[What to produce] Look through the data below and return each line where "texts" appears.

(Dataset entries)
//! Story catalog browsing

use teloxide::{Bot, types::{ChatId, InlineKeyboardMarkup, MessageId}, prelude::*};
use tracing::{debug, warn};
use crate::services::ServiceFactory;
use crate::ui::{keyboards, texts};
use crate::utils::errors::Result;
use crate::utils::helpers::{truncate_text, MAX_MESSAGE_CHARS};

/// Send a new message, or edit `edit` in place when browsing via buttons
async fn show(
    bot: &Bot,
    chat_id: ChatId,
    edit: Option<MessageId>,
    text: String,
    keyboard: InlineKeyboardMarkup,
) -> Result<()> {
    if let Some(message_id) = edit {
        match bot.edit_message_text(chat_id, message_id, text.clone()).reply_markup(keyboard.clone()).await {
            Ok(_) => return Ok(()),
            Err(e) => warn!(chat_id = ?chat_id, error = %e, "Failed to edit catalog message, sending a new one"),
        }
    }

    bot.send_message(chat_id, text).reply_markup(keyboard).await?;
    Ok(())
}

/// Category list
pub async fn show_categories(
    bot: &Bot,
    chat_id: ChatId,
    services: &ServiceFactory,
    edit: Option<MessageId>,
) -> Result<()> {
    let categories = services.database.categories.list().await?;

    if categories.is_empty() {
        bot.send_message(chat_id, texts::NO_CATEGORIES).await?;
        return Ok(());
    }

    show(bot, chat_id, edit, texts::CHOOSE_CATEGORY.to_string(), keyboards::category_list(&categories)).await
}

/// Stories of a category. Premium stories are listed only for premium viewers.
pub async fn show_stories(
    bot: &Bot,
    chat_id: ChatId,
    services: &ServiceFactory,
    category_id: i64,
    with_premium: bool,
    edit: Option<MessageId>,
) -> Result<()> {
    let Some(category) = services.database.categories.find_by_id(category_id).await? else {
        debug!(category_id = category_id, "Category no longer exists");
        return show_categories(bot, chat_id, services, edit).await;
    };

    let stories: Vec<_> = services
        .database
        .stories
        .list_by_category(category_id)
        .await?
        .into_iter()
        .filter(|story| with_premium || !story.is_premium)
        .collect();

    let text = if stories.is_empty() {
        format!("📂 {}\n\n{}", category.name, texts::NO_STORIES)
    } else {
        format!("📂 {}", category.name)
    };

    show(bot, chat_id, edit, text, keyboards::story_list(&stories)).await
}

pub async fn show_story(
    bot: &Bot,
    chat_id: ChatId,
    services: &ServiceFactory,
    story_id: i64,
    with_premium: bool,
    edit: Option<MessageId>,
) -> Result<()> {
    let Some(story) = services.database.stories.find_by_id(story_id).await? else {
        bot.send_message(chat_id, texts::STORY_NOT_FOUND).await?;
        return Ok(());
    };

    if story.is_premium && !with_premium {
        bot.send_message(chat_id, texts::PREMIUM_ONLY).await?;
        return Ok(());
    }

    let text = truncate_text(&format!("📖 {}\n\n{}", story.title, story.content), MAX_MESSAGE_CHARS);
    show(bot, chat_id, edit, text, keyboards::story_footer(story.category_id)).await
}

[Output of the task]
use crate::ui::{keyboards, texts};
        bot.send_message(chat_id, texts::NO_CATEGORIES).await?;
    show(bot, chat_id, edit, texts::CHOOSE_CATEGORY.to_string(), keyboards::category_list(&categories)).await
        format!("📂 {}\n\n{}", category.name, texts::NO_STORIES)
        bot.send_message(chat_id, texts::STORY_NOT_FOUND).await?;
        bot.send_message(chat_id, texts::PREMIUM_ONLY).await?;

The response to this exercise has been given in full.